Deze uitspraak is gedaan door mr. A.L.M. Steinebach - de Wit, rechter, in aanwezigheid van mr. R.P.H. Evers, griffier.
De uitspraak is uitgesproken in het openbaar en bekendgemaakt op:
Informatie over hoger beroep Een partij die het niet eens is met deze uitspraak, kan een hogerberoepschrift sturen naar de Afdeling bestuursrechtspraak van de Raad van State waarin wordt uitgelegd waarom deze partij het niet eens is met deze uitspraak. Het hogerberoepschrift moet worden ingediend binnen vier weken na de dag waarop deze uitspraak is verzonden. Kan de indiener de behandeling van het hoger beroep niet afwachten, omdat de zaak spoed heeft, dan kan de indiener de voorzieningenrechter van de Afdeling bestuursrechtspraak van de Raad van State vragen om een voorlopige voorziening (een tijdelijke maatregel) te treffen.
Zaaknummer AWB 21/14063.
Aanvullend Protocol van 23 november 1970 bij de op 12 september 1963 te Ankara ondertekende Overeenkomst waarbij een associatie tot stand wordt gebracht tussen de Europese Gemeenschap en Turkije.

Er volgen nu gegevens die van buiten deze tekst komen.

//! Session store: the single live login credential of a bridge instance.
//!
//! One mutex guards every accessor. Readers get a clone, never a reference
//! into the store, so nobody can observe a half-written session. Sessions are
//! kept in memory only.

use std::sync::{Mutex, MutexGuard};

use chrono::{DateTime, Utc};
use serde::Serialize;

use crate::error::{QqMusicError, Result};

/// A confirmed login credential.
///
/// Invariant: when `uin` is set, `cookie` is non-empty.
#[derive(Debug, Clone, PartialEq, Eq, Serialize)]
#[serde(rename_all = "camelCase")]
pub struct Session {
    #[serde(skip_serializing_if = "Option::is_none")]
    uin: Option<String>,
    cookie: String,
    #[serde(skip_serializing_if = "Option::is_none")]
    token: Option<String>,
    #[serde(skip_serializing_if = "Option::is_none")]
    expires_at: Option<DateTime<Utc>>,
}

impl Session {
    /// Build a session, rejecting a `uin` without a cookie.
    pub fn new(
        uin: Option<String>,
        cookie: impl Into<String>,
        token: Option<String>,
        expires_at: Option<DateTime<Utc>>,
    ) -> Result<Self> {
        let cookie = cookie.into();
        if uin.is_some() && cookie.trim().is_empty() {
            return Err(QqMusicError::Parse("session has uin but no cookie".into()));
        }
        Ok(Self {
            uin,
            cookie,
            token,
            expires_at,
        })
    }

    pub fn uin(&self) -> Option<&str> {
        self.uin.as_deref()
    }

    pub fn cookie(&self) -> &str {
        &self.cookie
    }

    pub fn token(&self) -> Option<&str> {
        self.token.as_deref()
    }

    pub fn expires_at(&self) -> Option<DateTime<Utc>> {
        self.expires_at
    }

    /// Whether `now` is at or past `expires_at`. No expiry means never.
    pub fn is_expired(&self, now: DateTime<Utc>) -> bool {
        self.expires_at.is_some_and(|at| now >= at)
    }
}

/// Holds at most one [`Session`].
#[derive(Debug, Default)]
pub struct SessionStore {
    slot: Mutex<Option<Session>>,
}

impl SessionStore {
    pub fn new() -> Self {
        Self::default()
    }

    /// Replace the live session.
    pub fn set(&self, session: Session) {
        *self.lock() = Some(session);
    }

    /// Snapshot of the live session.
    pub fn get(&self) -> Option<Session> {
        self.lock().clone()
    }

    pub fn clear(&self) {
        *self.lock() = None;
    }

    /// `false` when there is no session.
    pub fn is_expired(&self, now: DateTime<Utc>) -> bool {
        self.lock().as_ref().is_some_and(|s| s.is_expired(now))
    }

    /// Cookie of the live, unexpired session.
    pub fn cookie_for_request(&self, now: DateTime<Utc>) -> Option<String> {
        let guard = self.lock();
        let session = guard.as_ref()?;
        if session.is_expired(now) {
            tracing::debug!("stored session expired, sending request without cookie");
            return None;
        }
        Some(session.cookie.clone())
    }

    fn lock(&self) -> MutexGuard<'_, Option<Session>> {
        // Poisoned: a writer panicked mid-update. Fatal.
        if let Ok(guard) = self.slot.lock() {
            guard
        } else {
            tracing::error!("session store lock poisoned, aborting");
            std::process::abort();
        }
    }
}

#[cfg(test)]
mod tests {
    use super::*;
    use chrono::Duration;

    #[test]
    fn uin_requires_cookie() {
        assert!(Session::new(Some("100".into()), "", None, None).is_err());
        assert!(Session::new(None, "", None, None).is_ok());
        assert!(Session::new(Some("100".into()), "skey=1", None, None).is_ok());
    }

    #[test]
    fn get_returns_a_snapshot() {
        let store = SessionStore::new();
        assert!(store.get().is_none());
        store.set(Session::new(Some("1".into()), "c1", None, None).unwrap());
        let snap = store.get().unwrap();
        store.set(Session::new(Some("2".into()), "c2", None, None).unwrap());
        assert_eq!(snap.cookie(), "c1");
        assert_eq!(store.get().unwrap().uin(), Some("2"));
        store.clear();
        assert!(store.get().is_none());
    }

    #[test]
    fn expiry_is_checked_against_supplied_clock() {
        let now = Utc::now();
        let store = SessionStore::new();
        assert!(!store.is_expired(now));

        store.set(Session::new(None, "c", None, None).unwrap());
        assert!(!store.is_expired(now + Duration::days(3650)));

        store.set(Session::new(None, "c", None, Some(now + Duration::seconds(10))).unwrap());
        assert!(!store.is_expired(now));
        assert!(store.is_expired(now + Duration::seconds(10)));
        assert_eq!(store.cookie_for_request(now).as_deref(), Some("c"));
        assert_eq!(store.cookie_for_request(now + Duration::seconds(11)), None);
    }
}
//! Search API.
//!
//! musicu module `music.search.SearchCgiService`, method
//! `DoSearchForQQMusicDesktop`.
//!
//! Param:
//! - `query`: search keyword
//! - `search_type`: 0 = song, 1 = singer, 2 = album, 4 = MV
//! - `page_num`: 1-based page
//! - `num_per_page`: page size (fixed at 20)
//!
//! Data:
//! ```json
//! {
//!   "meta": { "sum": 268 },
//!   "body": {
//!     "song":   { "list": [ { "mid": "...", "name": "...", "singer": [...], "album": {...} } ] },
//!     "singer": { "list": [ { "singerMID": "...", "singerName": "..." } ] },
//!     "album":  { "list": [ { "albumMID": "...", "albumName": "...", "albumPic": "..." } ] },
//!     "mv":     { "list": [ { "v_id": "...", "mv_name": "...", "mv_pic_url": "..." } ] }
//!   }
//! }
//! ```
//!
//! Only the bucket matching `search_type` is populated.

use serde::Deserialize;
use serde_json::json;

use crate::client::QqMusicClient;
use crate::error::{QqMusicError, Result};
use crate::types::{Album, Mv, SearchPage, SearchType, Singer, Song};
use crate::wire::{SearchData, WireSearchAlbum, WireSearchMv, WireSearchSinger, WireSong, decode_each};

/// Results per page.
pub const PAGE_SIZE: u32 = 20;

impl QqMusicClient {
    /// Search songs. `page` is 1-based; `0` is treated as `1`.
    pub fn search_songs(&self, keyword: &str, page: u32) -> Result<SearchPage<Song>> {
        self.search::<WireSong, Song>(keyword, page, SearchType::Song)
    }

    pub fn search_singers(&self, keyword: &str, page: u32) -> Result<SearchPage<Singer>> {
        self.search::<WireSearchSinger, Singer>(keyword, page, SearchType::Singer)
    }

    pub fn search_albums(&self, keyword: &str, page: u32) -> Result<SearchPage<Album>> {
        self.search::<WireSearchAlbum, Album>(keyword, page, SearchType::Album)
    }

    pub fn search_mvs(&self, keyword: &str, page: u32) -> Result<SearchPage<Mv>> {
        self.search::<WireSearchMv, Mv>(keyword, page, SearchType::Mv)
    }

    fn search<W, T>(&self, keyword: &str, page: u32, search_type: SearchType) -> Result<SearchPage<T>>
    where
        W: for<'de> Deserialize<'de>,
        T: From<W>,
    {
        let keyword = keyword.trim();
        if keyword.is_empty() {
            return Err(QqMusicError::InvalidArgument("empty search keyword".into()));
        }
        let page = page.max(1);
        let cookie = self.effective_cookie(None);
        let param = json!({
            "query": keyword,
            "search_type": search_type as u8,
            "page_num": page,
            "num_per_page": PAGE_SIZE,
        });
        let mut data: SearchData = self.musicu(
            "music.search.SearchCgiService",
            "DoSearchForQQMusicDesktop",
            param,
            cookie.as_deref(),
        )?;

        let list = data
            .body
            .remove(search_type.body_key())
            .map(|bucket| bucket.list)
            .unwrap_or_default();
        let (items, skipped) = decode_each::<W, T>(list);
        if skipped > 0 {
            tracing::warn!(keyword, ?search_type, skipped, "skipped malformed search results");
        }
        Ok(SearchPage {
            keyword: keyword.to_owned(),
            page,
            page_size: PAGE_SIZE,
            total: data.meta.sum,
            items,
        })
    }
}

Besluit 1/80 van de Associatieraad EEG-Turkije van 19 september 1980 betreffende de ontwikkeling van de Associatie.
ECLI:NL:RVS:2019:3946.
HvJEU 9 februari 2023, ECLI:EU:C:2023:77, punt 51 en de daarin aangehaalde rechtspraak.
ABRvS 28 oktober 2020, ECLI:NL:RVS:2020:2571, onder 6.2.4.
Kamerstukken II, 22 april 2020, 19637, nr. 2601 (ve20001271).
ABRvS 26 oktober 2016, ECLI:NL:RVS:2016:2840, onder 4.3.